God gave me strength when I had none and assured me it would work if I just stuck with First Place. I’m not quite at my final goal, I have about ten pounds to go, but I know if it is his will, I will get there. My experiences represent the kind of power God can have on your life, the weight loss is just an outward expression of God’s position in my life, and he is first.
Weight no longer defines me. In the past, I felt like even if I was a good mother, friend, or sister… I was still the fat mother, fat friend, or fat sister. Now I’m just Tamara. Now I’m just me. As a side note, I used to think that “chivalry” had died, but that’s not true. Men just didn’t acknowledge me before, but now they get doors and wait at entrances and I’m thinking, “Where were you before?”

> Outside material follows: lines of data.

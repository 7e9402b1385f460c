//! Subpixel row refinement of selected line candidates.

use crate::detector::LineCandidate;
use crate::scan::{argmax, row_profile};
use bahtinov_core::{fit_peak_quadratic, IntensityField, PeakFit};
use serde::{Deserialize, Serialize};

#[cfg(feature = "rayon")]
use rayon::prelude::*;

/// A candidate after refinement, with the fit that produced its row.
#[derive(Clone, Copy, Debug, PartialEq, Serialize, Deserialize)]
pub struct RefinedLine {
    pub candidate: LineCandidate,
    pub fit: PeakFit,
}

/// Re-sample the box at the candidate's angle and fit the row peak.
///
/// Only `row` changes; the angle keeps the one-degree resolution of the
/// coarse scan.
pub fn refine_line(
    field: &IntensityField,
    candidate: LineCandidate,
    half_width: usize,
) -> RefinedLine {
    let profile = row_profile(field, candidate.angle_rad);
    let (k, _) = argmax(&profile);
    let fit = fit_peak_quadratic(&profile, k, half_width);
    RefinedLine {
        candidate: LineCandidate {
            row: field.scan_box().top as f64 + fit.position,
            ..candidate
        },
        fit,
    }
}

/// Refine every candidate; output slot `i` belongs to `candidates[i]`.
pub fn refine_lines(
    field: &IntensityField,
    candidates: &[LineCandidate],
    half_width: usize,
) -> Vec<RefinedLine> {
    #[cfg(feature = "rayon")]
    let refined: Vec<RefinedLine> = candidates
        .par_iter()
        .map(|&c| refine_line(field, c, half_width))
        .collect();
    #[cfg(not(feature = "rayon"))]
    let refined: Vec<RefinedLine> = candidates
        .iter()
        .map(|&c| refine_line(field, c, half_width))
        .collect();
    refined
}

#[cfg(test)]
mod tests {
    use super::*;
    use bahtinov_core::synthetic::{SpikePattern, SyntheticSpike};
    use bahtinov_core::{build_intensity_field, IntensityMode, PeakFitKind, RgbImageView};

    #[test]
    fn refined_row_lands_between_pixels() {
        let pattern = SpikePattern::new(160, 160)
            .with_background(5.0)
            .with_spike(SyntheticSpike::new(20.0, 83.4, 200.0).with_sigma(1.6));
        let rgb = pattern.render_rgb();
        let view = RgbImageView::packed(160, 160, &rgb).expect("view");
        let field = build_intensity_field(&view, IntensityMode::Luminance, 8.0).expect("field");

        let coarse = LineCandidate {
            angle_rad: 20f64.to_radians(),
            row: 83.0,
            value: 0.0,
        };
        let refined = refine_line(&field, coarse, 2);
        assert_eq!(refined.fit.kind, PeakFitKind::Quadratic);
        assert_eq!(refined.candidate.angle_rad, coarse.angle_rad);
        assert!(
            (refined.candidate.row - 83.4).abs() < 0.15,
            "row {}",
            refined.candidate.row
        );
    }
}
/// Errors returned by focus evaluation.
#[derive(thiserror::Error, Debug, Clone, PartialEq)]
pub enum FocusError {
    /// The evaluator needs exactly three lines.
    #[error("expected {expected} lines, got {got}")]
    WrongLineCount { expected: usize, got: usize },
    /// The two outer lines are parallel, so they have no intersection.
    #[error("outer lines are parallel (slope {slope}), no intersection")]
    LinesNotDetected { slope: f64 },
    /// A non-finite value appeared while computing `what`.
    #[error("focus geometry produced a non-finite {what}")]
    IntersectionComputeFailed { what: &'static str },
    #[error("invalid optics calibration: {0}")]
    InvalidCalibration(String),
}
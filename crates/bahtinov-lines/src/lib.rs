//! Bahtinov diffraction-spike detection.
//!
//! ## Quickstart
//!
//! ```
//! use bahtinov_core::RgbImageView;
//! use bahtinov_lines::{LineDetector, LineDetectorParams};
//!
//! let rgb = vec![0u8; 3 * 64 * 64];
//! let view = RgbImageView::packed(64, 64, &rgb).unwrap();
//! let detector = LineDetector::new(LineDetectorParams::default()).unwrap();
//! let lines = detector.detect(&view).unwrap();
//! assert_eq!(lines.len(), 3);
//! ```
//!
//! Algorithm:
//! 1. Build a square-root brightness field and the rotation-safe inscribed
//!    square scan box.
//! 2. For each of 180 one-degree steps, map the box into the frame about the
//!    frame center, resample bilinearly and record the row with the highest
//!    mean brightness (parallel over steps with the `rayon` feature).
//! 3. Greedily pick the `line_count` brightest steps, suppressing `±5°`
//!    around each pick.
//! 4. Re-sample each pick at its angle and fit a parabola around the best row
//!    for a subpixel row position (parallel over lines).
//!
//! Angles stay on the one-degree grid; only rows are refined.

mod detector;
mod refine;
mod scan;
mod suppress;

pub use detector::{
    BahtinovLineSet, LineCandidate, LineDetectError, LineDetector, LineDetectorParams,
};
pub use refine::{refine_line, refine_lines, RefinedLine};
pub use scan::{row_profile, scan_angles, step_angle, AngleScan, ANGLE_STEPS, ANGLE_STEP_RAD};
pub use suppress::select_lines;
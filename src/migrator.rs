use anyhow::Result;
use sea_orm::{ConnectOptions, Database};
use sea_orm_migration::prelude::*;
use std::time::Duration;
use tracing::{error, info};

pub struct Migrator;

#[async_trait::async_trait]
impl MigratorTrait for Migrator {
    fn migrations() -> Vec<Box<dyn MigrationTrait>> {
        vec![
            Box::new(m20240101_000001_create_profiles_table::Migration),
            Box::new(m20240101_000002_create_campaigns_table::Migration),
            Box::new(m20240101_000003_create_orders_table::Migration),
            Box::new(m20240101_000004_create_transactions_table::Migration),
            Box::new(m20240101_000005_create_earnings_table::Migration),
            Box::new(m20240101_000006_create_withdrawals_table::Migration),
        ]
    }
}

// Migration implementations

mod m20240101_000001_create_profiles_table {

    use sea_orm_migration::prelude::*;

    pub struct Migration;

    impl MigrationName for Migration {
        fn name(&self) -> &str {
            "m20240101_000001_create_profiles_table"
        }
    }

    #[async_trait::async_trait]
    impl MigrationTrait for Migration {
        async fn up(&self, manager: &SchemaManager) -> Result<(), DbErr> {
            // Create profiles table aligned with entities::profile Model
            manager
                .create_table(
                    Table::create()
                        .table(Profiles::Table)
                        .if_not_exists()
                        .col(
                            ColumnDef::new(Profiles::Id)
                                .uuid()
                                .primary_key()
                                .not_null(),
                        )
                        .col(ColumnDef::new(Profiles::DisplayName).string().not_null())
                        .col(ColumnDef::new(Profiles::Role).string().not_null())
                        .col(
                            ColumnDef::new(Profiles::WalletBalance)
                                .decimal()
                                .not_null()
                                .default(0),
                        )
                        .col(
                            ColumnDef::new(Profiles::AvailableEarnings)
                                .decimal()
                                .not_null()
                                .default(0),
                        )
                        .col(
                            ColumnDef::new(Profiles::LifetimeEarnings)
                                .decimal()
                                .not_null()
                                .default(0),
                        )
                        .col(ColumnDef::new(Profiles::CreatedAt).timestamp().not_null())
                        .col(ColumnDef::new(Profiles::UpdatedAt).timestamp().null())
                        .to_owned(),
                )
                .await?;

            manager
                .create_index(
                    Index::create()
                        .if_not_exists()
                        .name("idx_profiles_role")
                        .table(Profiles::Table)
                        .col(Profiles::Role)
                        .to_owned(),
                )
                .await
        }

        async fn down(&self, manager: &SchemaManager) -> Result<(), DbErr> {
            manager
                .drop_table(Table::drop().table(Profiles::Table).to_owned())
                .await
        }
    }

    #[derive(DeriveIden)]
    enum Profiles {
        Table,
        Id,
        DisplayName,
        Role,
        WalletBalance,
        AvailableEarnings,
        LifetimeEarnings,
        CreatedAt,
        UpdatedAt,
    }
}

I am free now to live my life the way he designed it to be, I am able to reach out to people and share with them my successes through First Place. There are many examples where my testimony of Christ’s power has touched others’ lives. Best of all, God is no longer a long distance phone call or a relative I see once a year. He is my friend and I get excited to talk to him every day. I’ve lost 12 dress sizes and 140 pounds in a little over a year. If you were to ask me, “How did you do it?” I would simply reply, “I didn’t, He did!”